Gerçekten Medine ve civarındaki ziyaret yerleri, görmeye değer yerlerdir. Efendimiz, hayatının on yılını burada geçirmiştir. İslam’ın ilk devleti burada kurulmuş, insanlık âlemine tebliğ mesajları buradan gönderilmiştir.

Hususan, İslam tarihinde büyük yeri olan Bedir, Uhud ve Hendek savaşları, Medine civarında olmuştur. Daha nice ziyaret yerleri, güzel ve tatlı hatıralar, düşündürücü ve ders alınması gereken yerler buralardadır.
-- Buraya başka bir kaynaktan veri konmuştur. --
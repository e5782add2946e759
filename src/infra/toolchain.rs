//! Shell toolchain
//!
//! Drives autotools, CMake and Meson builds through `std::process::Command`.
//! Command output is appended to the component's log file rather than shown
//! on the terminal; a failure names the log file.

use std::fmt;
use std::fs::{self, File, OpenOptions};
use std::io::Write;
use std::path::{Path, PathBuf};
use std::process::{Command, Stdio};

use tracing::debug;

use crate::core::component::BuildSystem;
use crate::core::host::{BuildContext, Toolchain, ToolchainError};

/// One command to run for a sub-step
#[derive(Debug, Clone, PartialEq, Eq)]
pub struct CommandSpec {
    /// Executable
    pub program: String,
    /// Arguments
    pub args: Vec<String>,
    /// Working directory
    pub cwd: PathBuf,
}

impl CommandSpec {
    fn new(program: &str, cwd: &Path) -> Self {
        Self {
            program: program.to_string(),
            args: Vec::new(),
            cwd: cwd.to_path_buf(),
        }
    }

    fn arg(mut self, arg: impl Into<String>) -> Self {
        self.args.push(arg.into());
        self
    }

    fn args<I, S>(mut self, args: I) -> Self
    where
        I: IntoIterator<Item = S>,
        S: Into<String>,
    {
        self.args.extend(args.into_iter().map(Into::into));
        self
    }
}

impl fmt::Display for CommandSpec {
    fn fmt(&self, f: &mut fmt::Formatter<'_>) -> fmt::Result {
        write!(f, "{}", self.program)?;
        for arg in &self.args {
            write!(f, " {arg}")?;
        }
        Ok(())
    }
}

/// Commands for the configure sub-step
pub fn configure_commands(ctx: &BuildContext, flags: &[String]) -> Vec<CommandSpec> {
    let prefix = ctx.env.prefix.display().to_string();
    let bin_dir = ctx.env.bin_dir.display().to_string();

    match ctx.system {
        BuildSystem::Autotools { ref bootstrap } => {
            let mut commands = Vec::new();
            if let Some(script) = bootstrap {
                commands.push(
                    CommandSpec::new("sh", &ctx.source_dir)
                        .arg("-c")
                        .arg(script.as_str()),
                );
            }
            let mut configure =
                CommandSpec::new("./configure", &ctx.source_dir).arg(format!("--prefix={prefix}"));
            if ctx.installs_binaries {
                configure = configure.arg(format!("--bindir={bin_dir}"));
            }
            commands.push(configure.args(flags.iter().cloned()));
            commands
        }
        BuildSystem::CMake => {
            let mut cmake = CommandSpec::new("cmake", &ctx.source_dir)
                .arg("-S")
                .arg(ctx.source_dir.display().to_string())
                .arg("-B")
                .arg(ctx.build_dir.display().to_string())
                .arg(format!("-DCMAKE_INSTALL_PREFIX={prefix}"))
                .arg("-DCMAKE_BUILD_TYPE=Release");
            if ctx.installs_binaries {
                cmake = cmake.arg(format!("-DCMAKE_INSTALL_BINDIR={bin_dir}"));
            }
            vec![cmake.args(flags.iter().cloned())]
        }
        BuildSystem::Meson => {
            let mut setup = CommandSpec::new("meson", &ctx.source_dir)
                .arg("setup")
                .arg(ctx.build_dir.display().to_string())
                .arg(ctx.source_dir.display().to_string())
                .arg(format!("--prefix={prefix}"))
                .arg("--libdir=lib")
                .arg("--buildtype=release");
            // meson refuses to set up an existing build dir without this
            if ctx.build_dir.join("meson-private").exists() {
                setup = setup.arg("--reconfigure");
            }
            vec![setup.args(flags.iter().cloned())]
        }
    }
}

/// Commands for the build sub-step
pub fn build_commands(ctx: &BuildContext, jobs: usize) -> Vec<CommandSpec> {
    let jobs = jobs.max(1).to_string();
    match ctx.system {
        BuildSystem::Autotools { .. } => {
            vec![CommandSpec::new("make", &ctx.source_dir).arg("-j").arg(jobs)]
        }
        BuildSystem::CMake => vec![CommandSpec::new("cmake", &ctx.source_dir)
            .arg("--build")
            .arg(ctx.build_dir.display().to_string())
            .arg("-j")
            .arg(jobs)],
        BuildSystem::Meson => vec![CommandSpec::new("meson", &ctx.source_dir)
            .arg("compile")
            .arg("-C")
            .arg(ctx.build_dir.display().to_string())
            .arg("-j")
            .arg(jobs)],
    }
}

/// Commands for the install sub-step
pub fn install_commands(ctx: &BuildContext) -> Vec<CommandSpec> {
    match ctx.system {
        BuildSystem::Autotools { .. } => {
            vec![CommandSpec::new("make", &ctx.source_dir).arg("install")]
        }
        BuildSystem::CMake => vec![CommandSpec::new("cmake", &ctx.source_dir)
            .arg("--install")
            .arg(ctx.build_dir.display().to_string())],
        BuildSystem::Meson => vec![CommandSpec::new("meson", &ctx.source_dir)
            .arg("install")
            .arg("-C")
            .arg(ctx.build_dir.display().to_string())],
    }
}

/// Toolchain running real build tools
#[derive(Debug, Clone, Default)]
pub struct ShellToolchain;

impl ShellToolchain {
    /// Create a new shell toolchain
    pub fn new() -> Self {
        Self
    }

    fn run_all(&self, ctx: &BuildContext, commands: &[CommandSpec]) -> Result<(), ToolchainError> {
        if !matches!(ctx.system, BuildSystem::Autotools { .. }) {
            fs::create_dir_all(&ctx.build_dir).map_err(|e| ToolchainError::Io {
                path: ctx.build_dir.clone(),
                error: e.to_string(),
            })?;
        }
        for command in commands {
            run_logged(command, ctx)?;
        }
        Ok(())
    }
}

impl Toolchain for ShellToolchain {
    fn configure(&self, ctx: &BuildContext, flags: &[String]) -> Result<(), ToolchainError> {
        self.run_all(ctx, &configure_commands(ctx, flags))
    }

    fn build(&self, ctx: &BuildContext, jobs: usize) -> Result<(), ToolchainError> {
        self.run_all(ctx, &build_commands(ctx, jobs))
    }

    fn install(&self, ctx: &BuildContext) -> Result<(), ToolchainError> {
        self.run_all(ctx, &install_commands(ctx))
    }
}

/// Run `command` with the build environment, appending output to the log
pub fn run_logged(command: &CommandSpec, ctx: &BuildContext) -> Result<(), ToolchainError> {
    let mut log = open_log(&ctx.log_file)?;
    let io_error = |e: std::io::Error| ToolchainError::Io {
        path: ctx.log_file.clone(),
        error: e.to_string(),
    };

    writeln!(log, "$ {command}").map_err(io_error)?;
    let stdout = log.try_clone().map_err(io_error)?;
    let stderr = log.try_clone().map_err(io_error)?;

    debug!("{}: running {command} in {}", ctx.component, command.cwd.display());
    let status = Command::new(&command.program)
        .args(&command.args)
        .current_dir(&command.cwd)
        .envs(ctx.env.to_env_map())
        .stdin(Stdio::null())
        .stdout(Stdio::from(stdout))
        .stderr(Stdio::from(stderr))
        .status()
        .map_err(|e| ToolchainError::Spawn {
            command: command.to_string(),
            error: e.to_string(),
        })?;

    if status.success() {
        Ok(())
    } else {
        Err(ToolchainError::CommandFailed {
            command: command.to_string(),
            status: status.to_string(),
            log: ctx.log_file.display().to_string(),
        })
    }
}

fn open_log(path: &Path) -> Result<File, ToolchainError> {
    if let Some(parent) = path.parent() {
        fs::create_dir_all(parent).map_err(|e| ToolchainError::Io {
            path: parent.to_path_buf(),
            error: e.to_string(),
        })?;
    }
    OpenOptions::new()
        .create(true)
        .append(true)
        .open(path)
        .map_err(|e| ToolchainError::Io {
            path: path.to_path_buf(),
            error: e.to_string(),
        })
}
İşte bu sebeplerden dolayı ki, her müslüman hasret le Ravza-i Mutahhara’yı, Mescid-i Nebevi’yi, Medine-i Münevvere ve civarını ziyaret etmek istiyor. Hacdan önce veya sonra Medine’ye gelip bu medeniyet şehrini aşkla ziyaret ediyorlar.

Medine Ziyaret edenlere mübarek olsun. Ziyaret edemeyenlere de Allah-u Teâlâ en kısa zamanda ziyareti nasip etsin. Amin


Umre Turları ve 2023 Umre Fiyatları

Peygamberimizin Kabr-i Şerifini Ziyaret

.Soru: Resûl-ü Ekrem (Asm)’in kabr-i saâdetleri nasıl ziyaret edilmelidir?

-Cevap: Resûl-ü Ekrem (Asm)’in kabr-i saâdetlerini  ziyaretten önce bilmemiz gereken bazı hususları, öğrenmemizde fayda var. Önce onları görelim. 

Açıklama: Aziz müslüman şunu kati bilelim ki, Resulü Ekrem (Asm) bütün mevcudat ve mahlukâtın en hayırlısı ve en efdalidir. Peygamberlikte, risalet ve nübüvvet halkasının sonuncusudur. Hak yanında makbul olan İslam dinini tebliğ eden, öğreten, yayan, yaşayan ve yaşatandır. İnsanlık alemine din ve dünya işlerinde en güzel örnektir.

Allah’ın elçisi, sevgilisi, “Habibim! Sen olmasaydın kainatı yaratmazdım” sözünün ve “Habibim! Seni ancak alemlere rahmet olarak gönderdim” âyetinin muhatabi dir.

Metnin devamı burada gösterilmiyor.